- [About this task] Every line of the material that includes the word "never" is to be shown.
-------- Records to process --------
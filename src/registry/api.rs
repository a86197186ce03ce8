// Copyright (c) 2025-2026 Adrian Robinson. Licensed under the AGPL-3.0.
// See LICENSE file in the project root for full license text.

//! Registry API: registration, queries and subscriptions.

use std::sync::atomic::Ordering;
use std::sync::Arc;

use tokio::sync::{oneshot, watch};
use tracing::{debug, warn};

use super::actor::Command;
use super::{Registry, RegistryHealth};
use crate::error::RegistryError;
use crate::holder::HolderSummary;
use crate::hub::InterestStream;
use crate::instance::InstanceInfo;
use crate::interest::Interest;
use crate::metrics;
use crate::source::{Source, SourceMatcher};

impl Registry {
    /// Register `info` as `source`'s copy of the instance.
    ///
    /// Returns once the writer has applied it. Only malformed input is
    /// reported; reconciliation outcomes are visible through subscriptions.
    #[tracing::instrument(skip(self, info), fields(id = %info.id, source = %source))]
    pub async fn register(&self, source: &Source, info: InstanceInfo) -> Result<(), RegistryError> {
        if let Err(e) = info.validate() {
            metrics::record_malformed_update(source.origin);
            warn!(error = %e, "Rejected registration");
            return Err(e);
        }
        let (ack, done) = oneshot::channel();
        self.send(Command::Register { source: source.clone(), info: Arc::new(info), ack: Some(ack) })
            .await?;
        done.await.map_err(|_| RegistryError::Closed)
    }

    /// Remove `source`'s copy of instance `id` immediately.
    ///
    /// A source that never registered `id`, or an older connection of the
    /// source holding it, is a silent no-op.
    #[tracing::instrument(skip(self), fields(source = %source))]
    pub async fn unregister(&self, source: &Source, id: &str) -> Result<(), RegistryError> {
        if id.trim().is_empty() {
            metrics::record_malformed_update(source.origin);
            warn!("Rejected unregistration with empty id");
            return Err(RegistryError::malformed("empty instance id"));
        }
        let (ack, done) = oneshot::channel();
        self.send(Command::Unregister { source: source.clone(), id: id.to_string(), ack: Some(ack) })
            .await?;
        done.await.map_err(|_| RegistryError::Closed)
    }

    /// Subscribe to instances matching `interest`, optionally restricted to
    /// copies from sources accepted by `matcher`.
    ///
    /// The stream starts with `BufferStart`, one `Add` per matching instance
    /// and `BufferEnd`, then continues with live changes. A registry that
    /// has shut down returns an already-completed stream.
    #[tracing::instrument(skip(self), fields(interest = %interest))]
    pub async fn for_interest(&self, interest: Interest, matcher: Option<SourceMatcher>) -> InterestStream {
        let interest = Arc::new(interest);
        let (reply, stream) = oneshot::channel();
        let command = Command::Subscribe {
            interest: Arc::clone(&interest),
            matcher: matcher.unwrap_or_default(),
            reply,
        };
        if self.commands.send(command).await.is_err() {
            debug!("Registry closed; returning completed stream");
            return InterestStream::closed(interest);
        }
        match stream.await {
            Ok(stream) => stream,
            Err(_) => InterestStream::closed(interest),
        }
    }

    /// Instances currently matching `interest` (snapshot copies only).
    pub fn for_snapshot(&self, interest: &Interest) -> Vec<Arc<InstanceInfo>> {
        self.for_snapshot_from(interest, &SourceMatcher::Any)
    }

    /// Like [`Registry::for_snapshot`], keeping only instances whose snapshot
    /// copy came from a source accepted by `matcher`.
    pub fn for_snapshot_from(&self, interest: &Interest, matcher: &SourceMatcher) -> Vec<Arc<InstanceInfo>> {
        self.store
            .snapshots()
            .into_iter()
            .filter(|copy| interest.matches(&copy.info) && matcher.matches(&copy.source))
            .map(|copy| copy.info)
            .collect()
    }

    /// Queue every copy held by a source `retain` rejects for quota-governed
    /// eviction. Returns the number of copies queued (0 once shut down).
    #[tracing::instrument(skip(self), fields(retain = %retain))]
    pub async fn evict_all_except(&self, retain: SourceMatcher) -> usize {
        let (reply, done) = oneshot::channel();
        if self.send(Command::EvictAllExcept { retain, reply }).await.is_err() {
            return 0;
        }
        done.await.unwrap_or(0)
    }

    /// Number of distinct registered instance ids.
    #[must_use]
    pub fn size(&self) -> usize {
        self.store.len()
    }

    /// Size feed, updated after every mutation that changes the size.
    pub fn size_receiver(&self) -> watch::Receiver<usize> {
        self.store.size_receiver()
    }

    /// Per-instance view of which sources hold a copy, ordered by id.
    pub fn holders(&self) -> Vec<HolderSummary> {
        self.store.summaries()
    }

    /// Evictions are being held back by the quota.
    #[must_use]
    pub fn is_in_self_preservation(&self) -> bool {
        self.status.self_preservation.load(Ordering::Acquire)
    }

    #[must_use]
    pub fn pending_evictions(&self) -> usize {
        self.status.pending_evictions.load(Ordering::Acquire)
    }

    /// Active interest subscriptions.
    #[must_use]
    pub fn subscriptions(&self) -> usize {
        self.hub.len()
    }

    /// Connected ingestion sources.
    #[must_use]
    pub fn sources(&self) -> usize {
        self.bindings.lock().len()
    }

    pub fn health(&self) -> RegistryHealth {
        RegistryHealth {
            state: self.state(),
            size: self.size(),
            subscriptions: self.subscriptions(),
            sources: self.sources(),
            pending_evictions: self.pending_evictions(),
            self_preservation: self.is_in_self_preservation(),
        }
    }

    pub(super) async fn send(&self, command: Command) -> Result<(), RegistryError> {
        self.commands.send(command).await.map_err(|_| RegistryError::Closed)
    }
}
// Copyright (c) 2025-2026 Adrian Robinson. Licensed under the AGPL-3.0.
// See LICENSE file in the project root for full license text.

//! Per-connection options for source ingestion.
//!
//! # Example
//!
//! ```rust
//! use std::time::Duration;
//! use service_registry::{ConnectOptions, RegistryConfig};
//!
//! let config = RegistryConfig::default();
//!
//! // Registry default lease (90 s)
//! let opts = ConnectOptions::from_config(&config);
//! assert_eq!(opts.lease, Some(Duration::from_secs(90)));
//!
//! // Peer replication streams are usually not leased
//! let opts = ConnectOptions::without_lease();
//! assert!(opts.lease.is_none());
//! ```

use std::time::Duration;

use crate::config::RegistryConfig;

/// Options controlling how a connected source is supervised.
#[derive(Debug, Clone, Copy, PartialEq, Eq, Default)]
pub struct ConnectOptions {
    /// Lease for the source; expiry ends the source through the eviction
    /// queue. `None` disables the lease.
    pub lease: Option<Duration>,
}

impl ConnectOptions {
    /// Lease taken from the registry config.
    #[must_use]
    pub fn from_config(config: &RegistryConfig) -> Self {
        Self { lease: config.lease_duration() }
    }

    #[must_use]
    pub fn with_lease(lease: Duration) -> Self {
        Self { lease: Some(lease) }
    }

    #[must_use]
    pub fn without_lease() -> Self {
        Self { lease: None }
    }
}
--------
-------- Records to process --------
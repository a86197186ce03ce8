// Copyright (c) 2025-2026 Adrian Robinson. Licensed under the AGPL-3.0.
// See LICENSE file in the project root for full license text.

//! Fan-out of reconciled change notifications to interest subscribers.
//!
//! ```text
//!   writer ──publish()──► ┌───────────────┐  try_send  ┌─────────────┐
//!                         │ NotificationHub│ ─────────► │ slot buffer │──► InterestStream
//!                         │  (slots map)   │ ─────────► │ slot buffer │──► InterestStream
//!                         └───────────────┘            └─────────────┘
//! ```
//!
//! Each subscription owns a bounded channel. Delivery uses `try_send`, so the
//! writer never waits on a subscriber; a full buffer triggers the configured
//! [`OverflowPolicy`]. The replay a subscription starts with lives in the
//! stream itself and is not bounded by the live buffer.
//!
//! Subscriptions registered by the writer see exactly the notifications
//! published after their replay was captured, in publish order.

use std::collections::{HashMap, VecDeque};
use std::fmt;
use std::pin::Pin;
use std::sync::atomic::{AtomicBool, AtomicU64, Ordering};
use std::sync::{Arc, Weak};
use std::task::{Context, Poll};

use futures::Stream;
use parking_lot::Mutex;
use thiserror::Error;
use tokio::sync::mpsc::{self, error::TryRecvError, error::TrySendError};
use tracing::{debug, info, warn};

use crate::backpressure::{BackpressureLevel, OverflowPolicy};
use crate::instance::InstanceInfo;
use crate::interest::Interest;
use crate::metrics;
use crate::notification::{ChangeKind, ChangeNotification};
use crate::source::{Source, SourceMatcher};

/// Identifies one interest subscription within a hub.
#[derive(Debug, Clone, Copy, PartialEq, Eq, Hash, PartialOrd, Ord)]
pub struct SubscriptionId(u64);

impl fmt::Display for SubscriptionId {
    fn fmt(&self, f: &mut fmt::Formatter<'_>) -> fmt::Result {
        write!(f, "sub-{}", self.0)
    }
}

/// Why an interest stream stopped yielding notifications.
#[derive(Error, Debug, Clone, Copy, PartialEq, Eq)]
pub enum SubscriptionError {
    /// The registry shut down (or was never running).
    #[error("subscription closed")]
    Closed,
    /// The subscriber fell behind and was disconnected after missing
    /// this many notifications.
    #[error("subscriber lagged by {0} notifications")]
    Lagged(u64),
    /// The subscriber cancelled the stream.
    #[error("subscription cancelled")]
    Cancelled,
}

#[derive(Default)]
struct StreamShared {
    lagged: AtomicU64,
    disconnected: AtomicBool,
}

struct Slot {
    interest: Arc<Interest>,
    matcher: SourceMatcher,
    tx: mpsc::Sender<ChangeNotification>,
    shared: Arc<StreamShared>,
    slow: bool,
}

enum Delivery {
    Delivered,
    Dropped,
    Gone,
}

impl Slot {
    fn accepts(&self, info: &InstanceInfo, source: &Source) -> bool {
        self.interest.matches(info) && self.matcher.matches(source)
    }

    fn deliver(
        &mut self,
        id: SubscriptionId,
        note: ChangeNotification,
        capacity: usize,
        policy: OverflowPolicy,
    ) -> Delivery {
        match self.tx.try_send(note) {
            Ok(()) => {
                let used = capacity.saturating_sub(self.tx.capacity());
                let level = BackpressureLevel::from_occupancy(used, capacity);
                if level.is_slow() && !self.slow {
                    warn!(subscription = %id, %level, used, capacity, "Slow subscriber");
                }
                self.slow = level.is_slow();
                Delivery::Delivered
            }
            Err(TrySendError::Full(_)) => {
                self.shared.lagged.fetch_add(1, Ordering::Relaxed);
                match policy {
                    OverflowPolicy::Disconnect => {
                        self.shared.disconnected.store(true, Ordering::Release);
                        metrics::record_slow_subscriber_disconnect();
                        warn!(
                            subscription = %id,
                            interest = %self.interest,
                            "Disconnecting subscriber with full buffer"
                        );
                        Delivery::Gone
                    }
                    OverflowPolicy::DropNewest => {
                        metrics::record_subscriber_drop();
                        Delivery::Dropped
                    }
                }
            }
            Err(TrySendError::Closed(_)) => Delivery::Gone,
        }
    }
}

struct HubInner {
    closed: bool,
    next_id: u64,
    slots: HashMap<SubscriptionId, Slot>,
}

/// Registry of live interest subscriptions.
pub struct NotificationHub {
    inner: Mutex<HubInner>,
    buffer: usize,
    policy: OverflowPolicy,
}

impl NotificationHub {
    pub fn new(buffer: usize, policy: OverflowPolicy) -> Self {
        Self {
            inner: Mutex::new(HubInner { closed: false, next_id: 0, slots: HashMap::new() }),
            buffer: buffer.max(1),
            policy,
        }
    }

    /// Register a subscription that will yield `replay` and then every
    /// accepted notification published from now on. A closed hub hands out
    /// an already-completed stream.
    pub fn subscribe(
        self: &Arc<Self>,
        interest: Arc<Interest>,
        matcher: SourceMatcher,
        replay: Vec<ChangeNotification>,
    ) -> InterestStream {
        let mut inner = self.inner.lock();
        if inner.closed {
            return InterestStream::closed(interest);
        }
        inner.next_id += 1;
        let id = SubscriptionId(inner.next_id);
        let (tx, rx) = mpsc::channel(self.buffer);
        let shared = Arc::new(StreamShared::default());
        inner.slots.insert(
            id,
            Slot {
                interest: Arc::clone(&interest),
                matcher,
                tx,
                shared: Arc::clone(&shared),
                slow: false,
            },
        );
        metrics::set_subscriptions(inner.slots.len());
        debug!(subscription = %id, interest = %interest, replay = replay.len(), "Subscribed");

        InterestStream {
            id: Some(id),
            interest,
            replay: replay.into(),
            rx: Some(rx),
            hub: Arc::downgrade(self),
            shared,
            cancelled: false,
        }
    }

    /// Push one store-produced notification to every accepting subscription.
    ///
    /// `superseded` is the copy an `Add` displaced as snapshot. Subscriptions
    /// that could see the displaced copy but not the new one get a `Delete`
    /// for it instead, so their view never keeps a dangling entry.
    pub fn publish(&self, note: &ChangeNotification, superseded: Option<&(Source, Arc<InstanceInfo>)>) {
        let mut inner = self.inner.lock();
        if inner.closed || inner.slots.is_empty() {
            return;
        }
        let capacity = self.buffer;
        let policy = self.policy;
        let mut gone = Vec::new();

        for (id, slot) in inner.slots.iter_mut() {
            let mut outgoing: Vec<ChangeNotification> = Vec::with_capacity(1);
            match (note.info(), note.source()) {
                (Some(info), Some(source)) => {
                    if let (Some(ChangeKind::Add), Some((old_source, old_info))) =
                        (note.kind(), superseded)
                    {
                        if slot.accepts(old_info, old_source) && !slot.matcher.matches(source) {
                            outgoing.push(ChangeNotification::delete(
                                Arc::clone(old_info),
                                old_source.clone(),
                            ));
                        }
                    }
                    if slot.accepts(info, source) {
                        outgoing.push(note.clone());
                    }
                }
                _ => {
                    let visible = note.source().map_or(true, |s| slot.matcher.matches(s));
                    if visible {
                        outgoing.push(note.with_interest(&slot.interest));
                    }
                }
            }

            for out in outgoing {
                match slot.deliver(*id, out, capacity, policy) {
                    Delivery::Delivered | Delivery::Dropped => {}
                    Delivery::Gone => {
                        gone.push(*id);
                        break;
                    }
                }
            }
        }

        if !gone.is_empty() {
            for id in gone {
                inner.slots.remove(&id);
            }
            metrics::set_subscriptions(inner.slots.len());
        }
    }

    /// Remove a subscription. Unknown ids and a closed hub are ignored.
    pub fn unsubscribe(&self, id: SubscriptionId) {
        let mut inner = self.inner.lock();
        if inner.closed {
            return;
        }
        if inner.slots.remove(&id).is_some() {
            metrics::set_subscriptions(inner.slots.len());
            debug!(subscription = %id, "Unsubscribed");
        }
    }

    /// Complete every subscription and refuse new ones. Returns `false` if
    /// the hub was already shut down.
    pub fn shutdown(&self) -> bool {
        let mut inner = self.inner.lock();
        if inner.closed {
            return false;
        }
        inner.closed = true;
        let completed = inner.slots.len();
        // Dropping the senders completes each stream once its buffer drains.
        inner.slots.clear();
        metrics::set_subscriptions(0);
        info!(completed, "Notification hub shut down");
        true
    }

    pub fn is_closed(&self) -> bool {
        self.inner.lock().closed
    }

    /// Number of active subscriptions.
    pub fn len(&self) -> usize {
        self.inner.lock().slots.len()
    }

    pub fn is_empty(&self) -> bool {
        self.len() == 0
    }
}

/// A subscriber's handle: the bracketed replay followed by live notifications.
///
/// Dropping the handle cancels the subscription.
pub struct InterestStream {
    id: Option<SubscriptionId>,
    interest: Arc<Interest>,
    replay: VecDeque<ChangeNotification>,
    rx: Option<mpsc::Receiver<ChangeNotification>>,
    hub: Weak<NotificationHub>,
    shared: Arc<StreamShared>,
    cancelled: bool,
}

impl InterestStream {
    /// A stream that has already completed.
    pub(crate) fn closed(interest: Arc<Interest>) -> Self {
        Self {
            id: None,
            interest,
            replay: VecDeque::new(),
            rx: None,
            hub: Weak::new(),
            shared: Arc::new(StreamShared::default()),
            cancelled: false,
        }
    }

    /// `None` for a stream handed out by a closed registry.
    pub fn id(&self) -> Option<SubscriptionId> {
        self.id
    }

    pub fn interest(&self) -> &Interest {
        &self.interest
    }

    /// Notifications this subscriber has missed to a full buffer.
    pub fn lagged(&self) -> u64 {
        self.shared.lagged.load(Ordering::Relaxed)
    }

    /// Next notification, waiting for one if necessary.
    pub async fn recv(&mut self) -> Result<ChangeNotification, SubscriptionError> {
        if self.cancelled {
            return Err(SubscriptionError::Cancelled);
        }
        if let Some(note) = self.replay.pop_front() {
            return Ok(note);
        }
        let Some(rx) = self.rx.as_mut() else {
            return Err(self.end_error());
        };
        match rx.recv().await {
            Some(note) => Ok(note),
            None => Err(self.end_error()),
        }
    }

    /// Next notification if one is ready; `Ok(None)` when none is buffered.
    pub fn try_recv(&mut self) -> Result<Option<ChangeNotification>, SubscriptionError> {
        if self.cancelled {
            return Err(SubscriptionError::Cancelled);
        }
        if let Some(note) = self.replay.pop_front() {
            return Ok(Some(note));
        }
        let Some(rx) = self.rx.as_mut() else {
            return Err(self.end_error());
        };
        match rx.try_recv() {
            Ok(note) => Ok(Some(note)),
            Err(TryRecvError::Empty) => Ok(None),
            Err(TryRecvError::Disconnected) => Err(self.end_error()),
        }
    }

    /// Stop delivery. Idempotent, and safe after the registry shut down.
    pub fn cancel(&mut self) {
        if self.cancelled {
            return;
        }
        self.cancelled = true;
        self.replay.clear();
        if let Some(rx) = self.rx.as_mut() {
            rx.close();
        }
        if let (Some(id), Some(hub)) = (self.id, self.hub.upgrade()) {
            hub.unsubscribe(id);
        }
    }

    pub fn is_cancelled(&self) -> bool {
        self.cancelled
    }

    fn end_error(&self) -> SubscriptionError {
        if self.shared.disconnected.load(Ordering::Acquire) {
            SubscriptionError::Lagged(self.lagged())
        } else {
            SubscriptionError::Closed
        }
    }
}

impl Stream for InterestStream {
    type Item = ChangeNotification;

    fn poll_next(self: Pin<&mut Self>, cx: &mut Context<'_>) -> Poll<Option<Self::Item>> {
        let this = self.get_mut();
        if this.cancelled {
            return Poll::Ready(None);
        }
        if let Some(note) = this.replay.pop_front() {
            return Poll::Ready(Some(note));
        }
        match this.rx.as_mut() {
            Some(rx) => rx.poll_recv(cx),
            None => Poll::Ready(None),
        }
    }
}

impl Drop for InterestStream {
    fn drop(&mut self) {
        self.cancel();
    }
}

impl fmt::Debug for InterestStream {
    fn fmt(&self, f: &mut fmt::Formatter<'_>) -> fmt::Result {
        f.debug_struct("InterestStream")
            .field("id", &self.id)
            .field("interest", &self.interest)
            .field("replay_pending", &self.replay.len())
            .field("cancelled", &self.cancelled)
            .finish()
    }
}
--------
- [Result of the exercise]
    /// A source that never registered `id`, or an older connection of the
//! writer never waits on a subscriber; a full buffer triggers the configured
    /// The registry shut down (or was never running).
    /// for it instead, so their view never keeps a dangling entry.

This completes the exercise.